Retyping the entries exactly is all that is required.

#### EXERCISE MATERIALS:
• • • •

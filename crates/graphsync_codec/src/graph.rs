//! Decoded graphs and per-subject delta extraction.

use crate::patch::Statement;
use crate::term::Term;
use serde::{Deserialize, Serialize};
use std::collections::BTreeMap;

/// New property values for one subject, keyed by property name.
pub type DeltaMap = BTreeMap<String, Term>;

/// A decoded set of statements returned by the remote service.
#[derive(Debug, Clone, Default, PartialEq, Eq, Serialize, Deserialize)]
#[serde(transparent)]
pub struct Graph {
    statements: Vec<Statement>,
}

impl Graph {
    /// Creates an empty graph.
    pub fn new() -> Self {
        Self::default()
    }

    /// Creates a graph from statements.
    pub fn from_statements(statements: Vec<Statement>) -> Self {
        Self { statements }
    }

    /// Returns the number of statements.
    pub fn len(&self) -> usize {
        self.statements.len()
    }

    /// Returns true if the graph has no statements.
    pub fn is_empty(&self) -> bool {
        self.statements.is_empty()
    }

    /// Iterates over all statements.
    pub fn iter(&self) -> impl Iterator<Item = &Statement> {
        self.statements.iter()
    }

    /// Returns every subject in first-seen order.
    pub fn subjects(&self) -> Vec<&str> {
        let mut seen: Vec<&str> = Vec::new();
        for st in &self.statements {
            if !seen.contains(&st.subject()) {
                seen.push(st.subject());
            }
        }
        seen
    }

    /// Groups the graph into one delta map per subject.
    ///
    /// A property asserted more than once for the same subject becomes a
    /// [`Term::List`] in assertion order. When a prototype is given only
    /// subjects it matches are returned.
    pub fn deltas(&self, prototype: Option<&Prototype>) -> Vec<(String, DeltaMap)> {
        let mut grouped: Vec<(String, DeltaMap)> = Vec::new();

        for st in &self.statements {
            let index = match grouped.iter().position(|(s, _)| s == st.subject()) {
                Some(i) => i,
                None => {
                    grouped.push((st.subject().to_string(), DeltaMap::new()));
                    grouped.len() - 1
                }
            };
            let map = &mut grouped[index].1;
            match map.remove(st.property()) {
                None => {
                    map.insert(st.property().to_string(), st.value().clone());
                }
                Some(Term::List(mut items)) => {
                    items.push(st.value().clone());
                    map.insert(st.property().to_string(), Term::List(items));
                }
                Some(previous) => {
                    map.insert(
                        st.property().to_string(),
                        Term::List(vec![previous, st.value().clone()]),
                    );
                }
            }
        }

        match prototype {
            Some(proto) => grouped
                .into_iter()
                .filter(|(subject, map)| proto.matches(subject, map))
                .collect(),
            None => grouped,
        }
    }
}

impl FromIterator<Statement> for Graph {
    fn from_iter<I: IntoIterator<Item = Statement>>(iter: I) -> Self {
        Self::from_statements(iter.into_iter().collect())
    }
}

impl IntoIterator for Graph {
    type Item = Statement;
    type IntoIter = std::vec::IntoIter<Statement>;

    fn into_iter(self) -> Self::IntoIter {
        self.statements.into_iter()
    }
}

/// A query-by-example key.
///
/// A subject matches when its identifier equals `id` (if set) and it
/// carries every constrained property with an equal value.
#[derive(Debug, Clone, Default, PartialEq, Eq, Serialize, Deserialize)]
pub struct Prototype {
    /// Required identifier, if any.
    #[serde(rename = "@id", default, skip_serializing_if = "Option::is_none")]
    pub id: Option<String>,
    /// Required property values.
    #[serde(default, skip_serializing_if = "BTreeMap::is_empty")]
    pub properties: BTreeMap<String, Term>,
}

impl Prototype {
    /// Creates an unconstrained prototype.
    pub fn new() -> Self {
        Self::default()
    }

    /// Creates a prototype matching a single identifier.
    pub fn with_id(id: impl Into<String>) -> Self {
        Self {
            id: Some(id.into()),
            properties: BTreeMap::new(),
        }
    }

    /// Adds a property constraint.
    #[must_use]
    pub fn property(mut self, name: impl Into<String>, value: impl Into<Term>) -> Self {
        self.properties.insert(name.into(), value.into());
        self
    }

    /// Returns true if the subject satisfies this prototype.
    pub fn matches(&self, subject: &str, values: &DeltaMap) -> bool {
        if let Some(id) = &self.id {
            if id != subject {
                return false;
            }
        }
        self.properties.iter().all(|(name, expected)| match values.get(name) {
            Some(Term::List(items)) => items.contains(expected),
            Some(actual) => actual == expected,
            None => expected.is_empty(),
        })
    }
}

• • • •

#### ANSWER FOR THE TASK:
filename crates/graphsync_codec/src/graph.rs
//! Decoded graphs and per-subject delta extraction.

use crate::patch::Statement;
use crate::term::Term;
use serde::{Deserialize, Serialize};
use std::collections::BTreeMap;

/// New property values for one subject, keyed by property name.
pub type DeltaMap = BTreeMap<String, Term>;

/// A decoded set of statements returned by the remote service.
#[derive(Debug, Clone, Default, PartialEq, Eq, Serialize, Deserialize)]
#[serde(transparent)]
pub struct Graph {
    statements: Vec<Statement>,
}

impl Graph {
    /// Creates an empty graph.
    pub fn new() -> Self {
        Self::default()
    }

    /// Creates a graph from statements.
    pub fn from_statements(statements: Vec<Statement>) -> Self {
        Self { statements }
    }

    /// Returns the number of statements.
    pub fn len(&self) -> usize {
        self.statements.len()
    }

    /// Returns true if the graph has no statements.
    pub fn is_empty(&self) -> bool {
        self.statements.is_empty()
    }

    /// Iterates over all statements.
    pub fn iter(&self) -> impl Iterator<Item = &Statement> {
        self.statements.iter()
    }

    /// Returns every subject in first-seen order.
    pub fn subjects(&self) -> Vec<&str> {
        let mut seen: Vec<&str> = Vec::new();
        for st in &self.statements {
            if !seen.contains(&st.subject()) {
                seen.push(st.subject());
            }
        }
        seen
    }

    /// Groups the graph into one delta map per subject.
    ///
    /// A property asserted more than once for the same subject becomes a
    /// [`Term::List`] in assertion order. When a prototype is given only
    /// subjects it matches are returned.
    pub fn deltas(&self, prototype: Option<&Prototype>) -> Vec<(String, DeltaMap)> {
        let mut grouped: Vec<(String, DeltaMap)> = Vec::new();

        for st in &self.statements {
            let index = match grouped.iter().position(|(s, _)| s == st.subject()) {
                Some(i) => i,
                None => {
                    grouped.push((st.subject().to_string(), DeltaMap::new()));
                    grouped.len() - 1
                }
            };
            let map = &mut grouped[index].1;
            match map.remove(st.property()) {
                None => {
                    map.insert(st.property().to_string(), st.value().clone());
                }
                Some(Term::List(mut items)) => {
                    items.push(st.value().clone());
                    map.insert(st.property().to_string(), Term::List(items));
                }
                Some(previous) => {
                    map.insert(
                        st.property().to_string(),
                        Term::List(vec![previous, st.value().clone()]),
                    );
                }
            }
        }

        match prototype {
            Some(proto) => grouped
                .into_iter()
                .filter(|(subject, map)| proto.matches(subject, map))
                .collect(),
            None => grouped,
        }
    }
}

impl FromIterator<Statement> for Graph {
    fn from_iter<I: IntoIterator<Item = Statement>>(iter: I) -> Self {
        Self::from_statements(iter.into_iter().collect())
    }
}

impl IntoIterator for Graph {
    type Item = Statement;
    type IntoIter = std::vec::IntoIter<Statement>;

    fn into_iter(self) -> Self::IntoIter {
        self.statements.into_iter()
    }
}

/// A query-by-example key.
///
/// A subject matches when its identifier equals `id` (if set) and it
/// carries every constrained property with an equal value.
#[derive(Debug, Clone, Default, PartialEq, Eq, Serialize, Deserialize)]
pub struct Prototype {
    /// Required identifier, if any.
    #[serde(rename = "@id", default, skip_serializing_if = "Option::is_none")]
    pub id: Option<String>,
    /// Required property values.
    #[serde(default, skip_serializing_if = "BTreeMap::is_empty")]
    pub properties: BTreeMap<String, Term>,
}

impl Prototype {
    /// Creates an unconstrained prototype.
    pub fn new() -> Self {
        Self::default()
    }

    /// Creates a prototype matching a single identifier.
    pub fn with_id(id: impl Into<String>) -> Self {
        Self {
            id: Some(id.into()),
            properties: BTreeMap::new(),
        }
    }

    /// Adds a property constraint.
    #[must_use]
    pub fn property(mut self, name: impl Into<String>, value: impl Into<Term>) -> Self {
        self.properties.insert(name.into(), value.into());
        self
    }

    /// Returns true if the subject satisfies this prototype.
    pub fn matches(&self, subject: &str, values: &DeltaMap) -> bool {
        if let Some(id) = &self.id {
            if id != subject {
                return false;
            }
        }
        self.properties.iter().all(|(name, expected)| match values.get(name) {
            Some(Term::List(items)) => items.contains(expected),
            Some(actual) => actual == expected,
            None => expected.is_empty(),
        })
    }
}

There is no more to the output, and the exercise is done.